▸ TASK STATEMENT: Stop at the line containing "pub enum ConstTerm": every line of the listing from the first up to that one must be set down exactly.

▸ SOURCE DATA:
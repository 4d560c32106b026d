//! Парсер заголовка модуля: директивы и константные метаданные.

use std::fmt;

use serde::ser::{Serialize, SerializeMap, Serializer};
use serde_json::{Map, Number, Value};

use super::error::ParseError;
use super::lexer::Lexer;
use super::token::{Keyword, Span, Spanned, Token};
use crate::modules::{Import, ImportKind, Module};

/// Константный терм — значение в метаданных модуля или импорта.
#[derive(Debug, Clone, PartialEq, serde::Serialize)]
#[serde(untagged)]
pub enum ConstTerm {
    /// Объект `{key: value, ...}`.
    Object(ConstObject),
    /// Массив `[a, b, ...]`.
    Array(Vec<ConstTerm>),
    /// Число.
    Number(Number),
    /// Строка (значение, без кавычек).
    String(String),
    /// `true` / `false`.
    Bool(bool),
    /// `null`.
    Null,
}

impl ConstTerm {
    /// Преобразовать в JSON-значение.
    pub fn to_value(&self) -> Value {
        match self {
            ConstTerm::Object(obj) => Value::Object(obj.to_map()),
            ConstTerm::Array(items) => Value::Array(items.iter().map(ConstTerm::to_value).collect()),
            ConstTerm::Number(n) => Value::Number(n.clone()),
            ConstTerm::String(s) => Value::String(s.clone()),
            ConstTerm::Bool(b) => Value::Bool(*b),
            ConstTerm::Null => Value::Null,
        }
    }

    /// Получить строку, если терм строковый.
    pub fn as_str(&self) -> Option<&str> {
        match self {
            ConstTerm::String(s) => Some(s),
            _ => None,
        }
    }
}

impl fmt::Display for ConstTerm {
    fn fmt(&self, f: &mut fmt::Formatter<'_>) -> fmt::Result {
        match self {
            ConstTerm::Object(obj) => write!(f, "{}", obj),
            ConstTerm::Array(items) => {
                write!(f, "[")?;
                for (i, item) in items.iter().enumerate() {
                    if i > 0 {
                        write!(f, ", ")?;
                    }
                    write!(f, "{}", item)?;
                }
                write!(f, "]")
            }
            ConstTerm::Number(n) => write!(f, "{}", n),
            ConstTerm::String(s) => write!(f, "{}", quote(s)),
            ConstTerm::Bool(b) => write!(f, "{}", b),
            ConstTerm::Null => write!(f, "null"),
        }
    }
}

/// Пара ключ/значение константного объекта.
#[derive(Debug, Clone, PartialEq)]
pub struct ConstObjectKeyVal {
    pub key: String,
    pub val: ConstTerm,
}

/// Константный объект. Порядок пар сохраняется как в исходнике.
#[derive(Debug, Clone, PartialEq, Default)]
pub struct ConstObject {
    pub key_vals: Vec<ConstObjectKeyVal>,
}

impl ConstObject {
    /// Создать пустой объект.
    pub fn new() -> Self {
        Self::default()
    }

    /// Добавить пару в конец.
    pub fn push(&mut self, key: impl Into<String>, val: ConstTerm) {
        self.key_vals.push(ConstObjectKeyVal {
            key: key.into(),
            val,
        });
    }

    /// Значение по ключу. При повторах побеждает последнее.
    pub fn get(&self, key: &str) -> Option<&ConstTerm> {
        self.key_vals
            .iter()
            .rev()
            .find(|kv| kv.key == key)
            .map(|kv| &kv.val)
    }

    /// Преобразовать в JSON-объект.
    pub fn to_map(&self) -> Map<String, Value> {
        let mut map = Map::new();
        for kv in &self.key_vals {
            map.insert(kv.key.clone(), kv.val.to_value());
        }
        map
    }

    pub fn is_empty(&self) -> bool {
        self.key_vals.is_empty()
    }
}

impl fmt::Display for ConstObject {
    fn fmt(&self, f: &mut fmt::Formatter<'_>) -> fmt::Result {
        write!(f, "{{")?;
        for (i, kv) in self.key_vals.iter().enumerate() {
            if i > 0 {
                write!(f, ", ")?;
            }
            if is_bare_key(&kv.key) {
                write!(f, "{}: {}", kv.key, kv.val)?;
            } else {
                write!(f, "{}: {}", quote(&kv.key), kv.val)?;
            }
        }
        write!(f, "}}")
    }
}

impl Serialize for ConstObject {
    fn serialize<S: Serializer>(&self, serializer: S) -> Result<S::Ok, S::Error> {
        let mut map = serializer.serialize_map(Some(self.key_vals.len()))?;
        for kv in &self.key_vals {
            map.serialize_entry(&kv.key, &kv.val)?;
        }
        map.end()
    }
}

/// Закавычить строку в JSON-нотации.
pub(crate) fn quote(s: &str) -> String {
    Value::from(s).to_string()
}

fn is_bare_key(key: &str) -> bool {
    let mut chars = key.chars();
    match chars.next() {
        Some(c) if c.is_ascii_alphabetic() || c == '_' => {}
        _ => return false,
    }
    chars.all(|c| c.is_ascii_alphanumeric() || c == '_')
}

/// Парсер заголовка модуля.
pub struct Parser<'a> {
    lexer: Lexer<'a>,
}

impl<'a> Parser<'a> {
    /// Создать новый парсер.
    pub fn new(source: &'a str) -> Self {
        Self {
            lexer: Lexer::new(source),
        }
    }

    /// Распарсить модуль: необязательную директиву `module`, затем
    /// директивы `import`/`include`. Всё после них — тело модуля.
    pub fn parse_module(&mut self) -> Result<Module, ParseError> {
        let mut module = Module::default();

        if matches!(self.lexer.peek_token(), Ok(t) if t.value == Token::Keyword(Keyword::Module)) {
            self.lexer.next_token()?;
            module.meta = Some(self.parse_const_object()?);
            self.expect(Token::Semicolon, "';'")?;
        }

        let body_start = loop {
            let next = match self.lexer.peek_token() {
                Ok(token) => token.clone(),
                // Тело может начинаться с любого символа языка запросов
                Err(ParseError::LexerError { span }) => break span.start,
                Err(e) => return Err(e),
            };

            match next.value {
                Token::Keyword(Keyword::Import) | Token::Keyword(Keyword::Include) => {
                    module.imports.push(self.parse_import()?);
                }
                Token::Keyword(Keyword::Module) => {
                    return Err(ParseError::unexpected_token(
                        next.span,
                        "import, include or query",
                        &next.value,
                    ));
                }
                _ => break next.span.start,
            }
        };

        module.body = self.lexer.source()[body_start..].to_string();
        Ok(module)
    }

    /// Распарсить директиву `import ... ;` или `include ... ;`.
    pub fn parse_import(&mut self) -> Result<Import, ParseError> {
        let keyword = self.lexer.next_token()?;
        let is_include = match keyword.value {
            Token::Keyword(Keyword::Include) => true,
            Token::Keyword(Keyword::Import) => false,
            other => {
                return Err(ParseError::unexpected_token(
                    keyword.span,
                    "import or include",
                    &other,
                ))
            }
        };

        let path_token = self.lexer.next_token()?;
        let path = match path_token.value {
            Token::String(s) => s,
            other => return Err(self.unexpected(path_token.span, "module path string", other)),
        };

        let kind = if is_include {
            ImportKind::Include
        } else {
            self.expect(Token::Keyword(Keyword::As), "'as'")?;
            let alias = self.lexer.next_token()?;
            match alias.value {
                Token::Ident(name) => ImportKind::Module { alias: name },
                Token::Variable(name) => ImportKind::Data { alias: name },
                other => return Err(self.unexpected(alias.span, "import alias", other)),
            }
        };

        let meta = if self.lexer.peek_token()?.value == Token::LBrace {
            Some(self.parse_const_object()?)
        } else {
            None
        };

        let end = self.expect(Token::Semicolon, "';'")?;

        Ok(Import {
            path,
            kind,
            meta,
            span: keyword.span.merge(end),
        })
    }

    /// Распарсить константный объект `{...}`.
    pub fn parse_const_object(&mut self) -> Result<ConstObject, ParseError> {
        let open = self.expect(Token::LBrace, "'{'")?;
        self.parse_object_body(open)
    }

    /// Распарсить константный терм.
    pub fn parse_const_term(&mut self) -> Result<ConstTerm, ParseError> {
        let token = self.lexer.next_token()?;
        match token.value {
            Token::LBrace => Ok(ConstTerm::Object(self.parse_object_body(token.span)?)),
            Token::LBracket => self.parse_array_body(token.span),
            Token::Number(n) => Ok(ConstTerm::Number(n)),
            Token::String(s) => Ok(ConstTerm::String(s)),
            Token::Keyword(Keyword::Null) => Ok(ConstTerm::Null),
            Token::Keyword(Keyword::True) => Ok(ConstTerm::Bool(true)),
            Token::Keyword(Keyword::False) => Ok(ConstTerm::Bool(false)),
            other => Err(self.unexpected(token.span, "constant", other)),
        }
    }

    /// Тело объекта после `{`.
    fn parse_object_body(&mut self, open: Span) -> Result<ConstObject, ParseError> {
        let mut obj = ConstObject::new();

        if self.lexer.peek_token()?.value == Token::RBrace {
            self.lexer.next_token()?;
            return Ok(obj);
        }

        loop {
            let key_token = self.lexer.next_token()?;
            let key = match key_token.value {
                Token::Ident(s) | Token::String(s) => s,
                Token::Keyword(k) => k.as_str().to_string(),
                Token::Eof => return Err(ParseError::Unclosed { span: open, open: '{' }),
                other => return Err(self.unexpected(key_token.span, "object key", other)),
            };
            self.expect(Token::Colon, "':'")?;
            let val = self.parse_const_term()?;
            obj.push(key, val);

            let sep = self.lexer.next_token()?;
            match sep.value {
                Token::Comma => continue,
                Token::RBrace => return Ok(obj),
                Token::Eof => return Err(ParseError::Unclosed { span: open, open: '{' }),
                other => return Err(ParseError::unexpected_token(sep.span, "',' or '}'", &other)),
            }
        }
    }

    /// Тело массива после `[`.
    fn parse_array_body(&mut self, open: Span) -> Result<ConstTerm, ParseError> {
        let mut items = Vec::new();

        if self.lexer.peek_token()?.value == Token::RBracket {
            self.lexer.next_token()?;
            return Ok(ConstTerm::Array(items));
        }

        loop {
            if self.lexer.peek_token()?.value == Token::Eof {
                return Err(ParseError::Unclosed { span: open, open: '[' });
            }
            items.push(self.parse_const_term()?);

            let sep = self.lexer.next_token()?;
            match sep.value {
                Token::Comma => continue,
                Token::RBracket => return Ok(ConstTerm::Array(items)),
                Token::Eof => return Err(ParseError::Unclosed { span: open, open: '[' }),
                other => return Err(ParseError::unexpected_token(sep.span, "',' or ']'", &other)),
            }
        }
    }

    /// Потребовать конкретный токен, вернуть его позицию.
    fn expect(&mut self, expected: Token, what: &str) -> Result<Span, ParseError> {
        let Spanned { value, span } = self.lexer.next_token()?;
        if value == expected {
            Ok(span)
        } else {
            Err(self.unexpected(span, what, value))
        }
    }

    fn unexpected(&self, span: Span, expected: &str, found: Token) -> ParseError {
        if found == Token::Eof {
            ParseError::unexpected_eof(span, format!("expected {}", expected))
        } else {
            ParseError::unexpected_token(span, expected, &found)
        }
    }
}

#[cfg(test)]
mod tests {
    use super::*;

    #[test]
    fn test_parse_empty_module() {
        let module = Parser::new("").parse_module().unwrap();
        assert!(module.meta.is_none());
        assert!(module.imports.is_empty());
        assert_eq!(module.body, "");
    }

    #[test]
    fn test_parse_module_directive() {
        let module = Parser::new(r#"module {name: "util", version: 2}; def f: .;"#)
            .parse_module()
            .unwrap();
        let meta = module.meta.unwrap();
        assert_eq!(meta.get("name").and_then(ConstTerm::as_str), Some("util"));
        assert_eq!(module.body, "def f: .;");
    }

    #[test]
    fn test_parse_imports() {
        let source = r#"
import "lib/a" as a;
import "data" as $data {search: "./fixtures"};
include "helpers" {};
.foo | a::bar
"#;
        let module = Parser::new(source).parse_module().unwrap();
        assert_eq!(module.imports.len(), 3);

        assert_eq!(module.imports[0].path, "lib/a");
        assert_eq!(
            module.imports[0].kind,
            ImportKind::Module {
                alias: "a".to_string()
            }
        );
        assert!(module.imports[0].meta.is_none());

        assert_eq!(
            module.imports[1].kind,
            ImportKind::Data {
                alias: "data".to_string()
            }
        );
        let meta = module.imports[1].meta.as_ref().unwrap();
        assert_eq!(meta.get("search"), Some(&ConstTerm::String("./fixtures".to_string())));

        assert_eq!(module.imports[2].kind, ImportKind::Include);
        assert!(module.imports[2].meta.as_ref().unwrap().is_empty());

        assert_eq!(module.body, ".foo | a::bar\n");
    }

    #[test]
    fn test_parse_nested_const_terms() {
        let mut parser = Parser::new(r#"{a: [1, "x", null], "b c": {d: true}, if: false}"#);
        let obj = parser.parse_const_object().unwrap();
        assert_eq!(
            serde_json::Value::Object(obj.to_map()),
            serde_json::json!({"a": [1, "x", null], "b c": {"d": true}, "if": false})
        );
    }

    #[test]
    fn test_const_object_display() {
        let mut obj = ConstObject::new();
        obj.push("search", ConstTerm::String("../lib".to_string()));
        obj.push("$$path", ConstTerm::String("/a/b.jq".to_string()));
        assert_eq!(obj.to_string(), r#"{search: "../lib", "$$path": "/a/b.jq"}"#);
    }

    #[test]
    fn test_duplicate_keys_last_wins() {
        let mut obj = ConstObject::new();
        obj.push("k", ConstTerm::Number(1.into()));
        obj.push("k", ConstTerm::Number(2.into()));
        assert_eq!(obj.get("k"), Some(&ConstTerm::Number(2.into())));
        assert_eq!(obj.to_map()["k"], serde_json::json!(2));
    }

    #[test]
    fn test_missing_semicolon() {
        let err = Parser::new(r#"import "a" as a"#).parse_module().unwrap_err();
        assert!(matches!(err, ParseError::UnexpectedEof { .. }));
    }

    #[test]
    fn test_non_constant_metadata() {
        let err = Parser::new(r#"import "a" as a {search: $x};"#)
            .parse_module()
            .unwrap_err();
        match err {
            ParseError::UnexpectedToken { expected, .. } => assert_eq!(expected, "constant"),
            other => panic!("Expected UnexpectedToken, got {:?}", other),
        }
    }

    #[test]
    fn test_unclosed_object() {
        let err = Parser::new(r#"include "a" {search: "x","#)
            .parse_module()
            .unwrap_err();
        assert!(matches!(err, ParseError::Unclosed { open: '{', .. }));
    }

    #[test]
    fn test_module_directive_after_import() {
        let err = Parser::new(r#"import "a" as a; module {};"#)
            .parse_module()
            .unwrap_err();
        assert!(matches!(err, ParseError::UnexpectedToken { .. }));
    }
}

▸ OUTPUT BELOW:
repository 4d560c32106b026d
//! Парсер заголовка модуля: директивы и константные метаданные.

use std::fmt;

use serde::ser::{Serialize, SerializeMap, Serializer};
use serde_json::{Map, Number, Value};

use super::error::ParseError;
use super::lexer::Lexer;
use super::token::{Keyword, Span, Spanned, Token};
use crate::modules::{Import, ImportKind, Module};

/// Константный терм — значение в метаданных модуля или импорта.
#[derive(Debug, Clone, PartialEq, serde::Serialize)]
#[serde(untagged)]
pub enum ConstTerm {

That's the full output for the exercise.